A new app imagines photos of women with no clothes. The AI-powered app uses its database of images of nude women to find a best replacement for the clothed portions of the image. It only works for pictures of women. The Verge

dis-rup-shun: While this app may be the X-Ray glasses dreamed by many a schoolboy, it will get a lot of people in trouble. Scandal, libel, lawsuits. This may boost the tattoo industry as women feel the need to wear a “unique stamp” to disprove the authenticity of  fake nude photos.

Amazon using smart home as Prime Day feature

Amazon’s annual Prime Day campaign to pry open wallets which are generally funding other activities in July will include a number of smart home products from Nest, Ring, Echo, and others. The products will be offered at steep discounts.

dis-rup-shun: The smart home industry growth is currently attributed to the increasing availability of interesting ‘hero’ products like doorbells, IP cameras, and voice assistants. The big challenge, however, is converting the successful sales of end point products to systems that enable whole home functionality and a robust monthly service fee. A large number of companies including traditional home security players, as well as energy utilities, insurance companies, telcos, and retailers are determined to convert the 80% of the population without home security system, and the path to their wallets appear to be through cool, connected devices.

Cracking Amazon’s Choice

Trying to understand Amazon Choice features products in each category called “Amazon Choice.” Wired tries to figure out what it takes to nab the Choice label, as this spot drives staggering volumes. Choice products are not the most or least expensive, and they can change quickly. For those that shop using voice commands and a smart speaker, Choice makes voice shopping easier.

dis-rup-shun: Cracking the code behind seemingly arbitrary Amazon Choice picks is tough, but it is clear that the company is a master of psychology, understanding that consumers want lots of choices AND are overwhelmed by too many choices and need a recommendation. Why not offer both? Differentiation has always been the key to sales success, and never before has it been so important.

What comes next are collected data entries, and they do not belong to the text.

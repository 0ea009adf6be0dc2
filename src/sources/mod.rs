//! Document sources.
//!
//! Walks a local directory and turns each supported file into a [`Document`]
//! through the per-format extractor on [`DocumentFormat`].
//!
//! [`Document`]: crate::models::Document
//! [`DocumentFormat`]: crate::models::DocumentFormat

mod extract;
mod local;

pub use extract::docx_xml_to_text;
pub use local::{DocumentLoader, LoadOutcome, SkippedFile};
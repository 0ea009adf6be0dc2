//! Command-line interface for RAG One.

pub mod commands;
pub mod output;

use clap::{Parser, Subcommand};

use crate::models::OutputFormat;

/// Ask questions about your local documents using a local LLM.
#[derive(Debug, Parser)]
#[command(name = "rag-one")]
#[command(author, version, about, long_about = None)]
#[command(propagate_version = true)]
pub struct Cli {
    #[arg(
        long,
        short = 'f',
        global = true,
        help = "Output format: text, json, or markdown"
    )]
    pub format: Option<OutputFormat>,

    #[arg(long, short = 'v', global = true, help = "Enable verbose output")]
    pub verbose: bool,

    #[command(subcommand)]
    pub command: Commands,
}

/// Available subcommands.
#[derive(Debug, Subcommand)]
pub enum Commands {
    /// Load documents and (re)build the vector index
    Index(commands::IndexArgs),

    /// Ask a question, or start an interactive session
    Query(commands::QueryArgs),

    /// Show configuration and index status
    Info(commands::InfoArgs),

    /// Run the web chat
    Serve(commands::ServeArgs),
}

impl Commands {
    /// Long-running commands log at info level by default.
    pub fn is_long_running(&self) -> bool {
        matches!(self, Commands::Serve(_))
    }
}

// FromStr is implemented in models::search
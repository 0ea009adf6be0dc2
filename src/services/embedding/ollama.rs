//! Embeddings through an Ollama server's `/api/embed` endpoint.

use std::time::Duration;

use async_trait::async_trait;
use reqwest::Client;
use serde::{Deserialize, Serialize};

use super::Embedder;
use crate::error::EmbeddingError;
use crate::models::EmbeddingConfig;

const EMBED_TIMEOUT_SECS: u64 = 120;

#[derive(Debug, Serialize)]
struct EmbedRequest<'a> {
    model: &'a str,
    input: &'a [String],
}

#[derive(Debug, Deserialize)]
struct EmbedResponse {
    embeddings: Vec<Vec<f32>>,
}

/// Client for the Ollama embedding API.
#[derive(Debug, Clone)]
pub struct OllamaEmbedder {
    client: Client,
    base_url: String,
    model: String,
    batch_size: usize,
}

impl OllamaEmbedder {
    pub fn new(config: &EmbeddingConfig, base_url: &str) -> Result<Self, EmbeddingError> {
        let client = Client::builder()
            .timeout(Duration::from_secs(EMBED_TIMEOUT_SECS))
            .build()
            .map_err(|e| EmbeddingError::ConnectionError(e.to_string()))?;

        Ok(Self {
            client,
            base_url: base_url.trim_end_matches('/').to_string(),
            model: config.model_id.clone(),
            batch_size: config.batch_size.max(1) as usize,
        })
    }

    pub fn base_url(&self) -> &str {
        &self.base_url
    }

    /// Internal method to embed a single batch.
    async fn embed_single_batch(&self, texts: &[String]) -> Result<Vec<Vec<f32>>, EmbeddingError> {
        let url = format!("{}/api/embed", self.base_url);
        let request = EmbedRequest {
            model: &self.model,
            input: texts,
        };

        let response = self
            .client
            .post(&url)
            .json(&request)
            .send()
            .await
            .map_err(|e| {
                if e.is_timeout() {
                    EmbeddingError::Timeout
                } else {
                    EmbeddingError::ConnectionError(format!("{}: {}", url, e))
                }
            })?;

        if !response.status().is_success() {
            let status = response.status();
            let body = response.text().await.unwrap_or_default();
            return Err(EmbeddingError::ServerError(format!(
                "status {}: {}",
                status, body
            )));
        }

        let embed_response: EmbedResponse = response
            .json()
            .await
            .map_err(|e| EmbeddingError::InvalidResponse(e.to_string()))?;

        if embed_response.embeddings.len() != texts.len() {
            return Err(EmbeddingError::InvalidResponse(format!(
                "expected {} embeddings, got {}",
                texts.len(),
                embed_response.embeddings.len()
            )));
        }

        Ok(embed_response.embeddings)
    }
}

#[async_trait]
impl Embedder for OllamaEmbedder {
    async fn embed_documents(&self, texts: &[String]) -> Result<Vec<Vec<f32>>, EmbeddingError> {
        let mut all_embeddings = Vec::with_capacity(texts.len());

        for batch in texts.chunks(self.batch_size) {
            all_embeddings.extend(self.embed_single_batch(batch).await?);
        }

        Ok(all_embeddings)
    }

    async fn embed_query(&self, text: &str) -> Result<Vec<f32>, EmbeddingError> {
        self.embed_single_batch(&[text.to_string()])
            .await?
            .into_iter()
            .next()
            .ok_or_else(|| EmbeddingError::InvalidResponse("empty embedding response".to_string()))
    }

    fn model_id(&self) -> &str {
        &self.model
    }
}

Ring adds more smart lighting

Ring, an Amazon company, has released a new line of outdoor lighting that uses motion sensors, Wi-Fi, and connects to a home hub. The “smart” occurs when a motion sensor detects movement, turns on the light, and activates a camera, and vice-versa. The lighting additions complement the company’s offerings of doorbell, cameras, and security hub and sensors.

dis-rup-shun: The biggest growth in the smart home market is coming from point solutions, such as Alexa, Ring, Hue, and smart locks. These devices present a simple and affordable value proposition. Consumers get it. The billion dollar question is, can these point solution sellers surround their hits with layers of products which, voila, create a system that merits monthly subscription fees? The answer for Ring and Alexa appears to be yes, as they are tirelessly adding to their ecosystems in a Legos or Garanimals manner, increasing options, value and revenues.

Stanford prof launches 105 satellites 

The KickSat-2 project (2 for second attempt), a project born at Stanford with the support of Cornell, launched 105 tiny, cracker-sized square satellites from the International Space Station this past March. The tiny satellites are in low orbit and communicate with one-another and with a base station on Earth. TechCrunch

dis-rup-shun: Nano satellites are small, less expensive, and specialized in function. Corporations and organizations that prefer a private communications device could become users of this technology in the future. Who needs a personal satellite? There was a time when people thought mobile phones were just for special people.

Trade war spurs Chinese semiconductor business

As the U.S. government’s fight with China’s Huawei has resulted in starving the company of many technology components, China is pushing hard to accelerate its own semiconductor industry. CNBC

dis-rup-shun: The impact of the escalating trade wars, regardless of being quick or drawn out, will undoubtedly change the global economic mix, as China commits to never being in this position again. The trade wars will make for a stronger, more independent China that will begin to demonstrate its strength in 24 to 36 months with its own technology breakthroughs.